Renal PNETs are diagnosed at the advanced stage in 58% to 66% of cases (5, 19). The overall five-year survival rate for rPNETs is between 42% and 67% (5, 16). In the study of Le Deley et al. (15), which included 565 patients, the probability of disease progression or relapse was 41% (95% CI, 37% to 46%) at five years. In the retrospective study of Risi et al. (19), which included 116 published cases of rPNETs from 1975 to 2012, the median overall survival time was 24 months (95% CI 4.5 - 15.1).

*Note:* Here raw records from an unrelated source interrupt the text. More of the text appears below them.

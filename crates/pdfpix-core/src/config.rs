//! Run and viewer configuration.
//!
//! There is no configuration file. A [`RunConfig`] is built once from the
//! command line and validated before any side effect takes place.

use std::path::{Path, PathBuf};

use crate::error::ConfigError;
use crate::store::DEFAULT_IMAGE_DIR;

/// What a single run of the program does.
#[derive(Debug, Clone, PartialEq, Eq)]
pub struct RunConfig {
    /// PDF to extract images from.
    pub pdf_path: PathBuf,

    /// Skip extraction and reuse whatever is already in `image_dir`.
    pub buffered: bool,

    /// Folder the images are written to and read back from.
    pub image_dir: PathBuf,
}

impl RunConfig {
    /// Validate command-line input into a run configuration.
    ///
    /// Only reads file metadata; never creates or deletes anything.
    pub fn new(pdf_path: Option<PathBuf>, buffered: bool) -> Result<Self, ConfigError> {
        let pdf_path = pdf_path.ok_or(ConfigError::MissingPdf)?;

        if !pdf_path.exists() {
            return Err(ConfigError::PdfNotFound(pdf_path));
        }
        if !pdf_path.is_file() {
            return Err(ConfigError::NotAFile(pdf_path));
        }

        Ok(Self {
            pdf_path,
            buffered,
            image_dir: PathBuf::from(DEFAULT_IMAGE_DIR),
        })
    }

    /// Use a different image folder.
    pub fn with_image_dir(mut self, dir: impl AsRef<Path>) -> Self {
        self.image_dir = dir.as_ref().to_path_buf();
        self
    }
}

/// Window settings for the viewer.
#[derive(Debug, Clone, PartialEq)]
pub struct ViewerConfig {
    /// Base window title; the position readout is appended to it.
    pub title: String,

    /// Initial inner size in points.
    pub initial_size: [f32; 2],

    /// Minimum inner size in points.
    pub min_size: [f32; 2],

    /// Start with the stay-on-top hint set.
    pub always_on_top: bool,
}

impl Default for ViewerConfig {
    fn default() -> Self {
        Self {
            title: "PDF Image Viewer".to_string(),
            initial_size: [1024.0, 768.0],
            min_size: [200.0, 150.0],
            always_on_top: false,
        }
    }
}

#[cfg(test)]
mod tests {
    use super::*;
    use pretty_assertions::assert_eq;

    #[test]
    fn test_missing_pdf() {
        let err = RunConfig::new(None, false).unwrap_err();
        assert!(matches!(err, ConfigError::MissingPdf));
        assert_eq!(err.to_string(), "missing PDF file");
    }

    #[test]
    fn test_nonexistent_pdf() {
        let dir = tempfile::tempdir().unwrap();
        let path = dir.path().join("nope.pdf");

        let err = RunConfig::new(Some(path.clone()), false).unwrap_err();
        assert!(matches!(err, ConfigError::PdfNotFound(ref p) if *p == path));
        assert!(err.to_string().ends_with("does not exist"));
    }

    #[test]
    fn test_directory_is_not_a_pdf() {
        let dir = tempfile::tempdir().unwrap();
        let err = RunConfig::new(Some(dir.path().to_path_buf()), true).unwrap_err();
        assert!(matches!(err, ConfigError::NotAFile(_)));
    }

    #[test]
    fn test_valid_config_uses_default_folder() {
        let dir = tempfile::tempdir().unwrap();
        let path = dir.path().join("doc.pdf");
        std::fs::write(&path, b"%PDF-1.5").unwrap();

        let config = RunConfig::new(Some(path.clone()), true).unwrap();
        assert_eq!(config.pdf_path, path);
        assert!(config.buffered);
        assert_eq!(config.image_dir, PathBuf::from("images"));

        let moved = config.with_image_dir(dir.path().join("out"));
        assert_eq!(moved.image_dir, dir.path().join("out"));
    }

    #[test]
    fn test_viewer_defaults() {
        let config = ViewerConfig::default();
        assert_eq!(config.title, "PDF Image Viewer");
        assert!(!config.always_on_top);
    }
}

Our patient was disease-free for nine years and eight months. During the first three years of follow-up, the patient was monitored by CT, and during the last six years, the patient was monitored with a combination of conventional chest radiographs and MRI of the abdomen and pelvis. To the best of the authors' knowledge, the longest individual disease-free survival period in patients with published medical records of follow-up was 8.7 years; however, the authors were unable to find specific details about treatment regimens (15).

3.1. Conclusion

Renal PNET/EWS should be placed on the list of differential diagnoses in younger symptomatic patients, in whom a variety of diagnostic tests reveal a large tumor mass, because this has a significant impact on the treatment and prognosis. Immunohistochemical and cytogenetic studies play an important role in the diagnosis of rPNET. A combination of complete nephrectomy and adjuvant chemotherapy with a VAC/IE regimen can achieve good results in the treatment of localized rPNET.